Itaipu participa do último Conselhão de 2024 e celebra avanços no mercado de carbono

Reunião em Brasília também discutiu o Pacto pela Igualdade Racial e novas diretrizes para o desenvolvimento sustentável no Brasil.

Fernando Haddad, ministro da Fazenda e conselheiro da Itaipu, participou do evento. Fotos: Diogo Zacarias/MF

O diretor administrativo da Itaipu Binacional, Iggor Gomes Rocha, esteve presente na 4ª reunião do Conselho de Desenvolvimento Econômico Social Sustentável (Conselhão), realizada em Brasília no dia 12 de dezembro. Este conselho atua como um órgão consultivo do presidente da República na formulação de políticas públicas. Um dos principais temas discutidos foi a sanção da Lei 15.042/2024, que regula o mercado de créditos de carbono, assinada pelo presidente Luiz Inácio Lula da Silva.

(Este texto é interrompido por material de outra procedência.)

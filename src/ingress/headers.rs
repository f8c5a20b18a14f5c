use axum::http::HeaderMap;

/// Extract client IP from headers (supports common proxy headers)
pub fn get_client_ip(headers: &HeaderMap) -> Option<String> {
    // X-Forwarded-For lists the client first in a proxy chain
    if let Some(first) = header_str(headers, "x-forwarded-for")
        .and_then(|xff| xff.split(',').next().map(str::trim))
        .filter(|ip| !ip.is_empty())
    {
        return Some(first.to_string());
    }

    ["x-real-ip", "cf-connecting-ip", "true-client-ip"]
        .into_iter()
        .filter_map(|name| header_str(headers, name))
        .map(str::trim)
        .find(|ip| !ip.is_empty())
        .map(str::to_string)
}

/// Get the user agent string from headers
pub fn get_user_agent(headers: &HeaderMap) -> Option<String> {
    header_str(headers, "user-agent")
        .map(str::trim)
        .filter(|s| !s.is_empty())
        .map(str::to_string)
}

/// Get the referrer URL from headers
pub fn get_referrer(headers: &HeaderMap) -> String {
    header_str(headers, "referer")
        .map(|s| s.trim().to_string())
        .unwrap_or_default()
}

fn header_str<'a>(headers: &'a HeaderMap, name: &str) -> Option<&'a str> {
    headers.get(name).and_then(|v| v.to_str().ok())
}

O ministro da Fazenda e conselheiro da Itaipu, Fernando Haddad, destacou que essa legislação é parte de um conjunto abrangente de leis voltadas para biocombustíveis, energia eólica e solar, entre outros. “É um passo importante na estratégia do governo para garantir o crescimento sustentável rumo à economia verde”, afirmou.

Iggor Rocha enfatizou que o Brasil possui um potencial ambiental significativo. Ele acredita que a implementação do mercado de carbono facilitará novos investimentos sustentáveis que poderão utilizar a energia limpa da Itaipu. Rocha também observou que tanto o Brasil quanto o Paraguai já possuem legislações sobre o mercado de carbono e que a Itaipu está avaliando como explorar as vantagens decorrentes dessas normas.

A nova lei estabelece as bases para um Sistema Brasileiro de Comércio de Emissões de Gases de Efeito Estufa (SBCE), representando uma mudança significativa na forma como as emissões de gases são controladas e monetizadas. O sistema impõe limites anuais de emissões para grandes empresas, que devem ser gradualmente reduzidos, permitindo o comércio de créditos de carbono.

O secretário de Política Econômica do Ministério da Fazenda, Guilherme Mello, ressaltou que o modelo brasileiro para o mercado de carbono está alinhado com iniciativas globais, introduzindo mecanismos de regulação de preços e monitoramento que preparam o país para a internacionalização.

Durante a reunião, também foi lançado o Pacto pela Igualdade Racial, resultado de uma colaboração entre o Ministério da Igualdade Racial e a Secretaria de Relações Institucionais da Presidência. O pacto foi desenvolvido para promover um espaço de diálogo e medidas contra a desigualdade étnico-racial no Brasil, focando em jovens, mulheres, comunidades quilombolas e empreendedores negros.

O Banco do Brasil foi a primeira instituição a aderir ao pacto, seguido por outras organizações importantes como Petrobras e BNDES. A Itaipu Binacional deve se juntar ao pacto em breve.

O Conselhão, criado para promover o diálogo entre o governo e a sociedade civil, é composto por uma diversidade de atores sociais, incluindo empresários e líderes comunitários. As reuniões são realizadas semestralmente e visam discutir temas relevantes para o país. Esta foi a quarta reunião desde a reativação do conselho em 2023.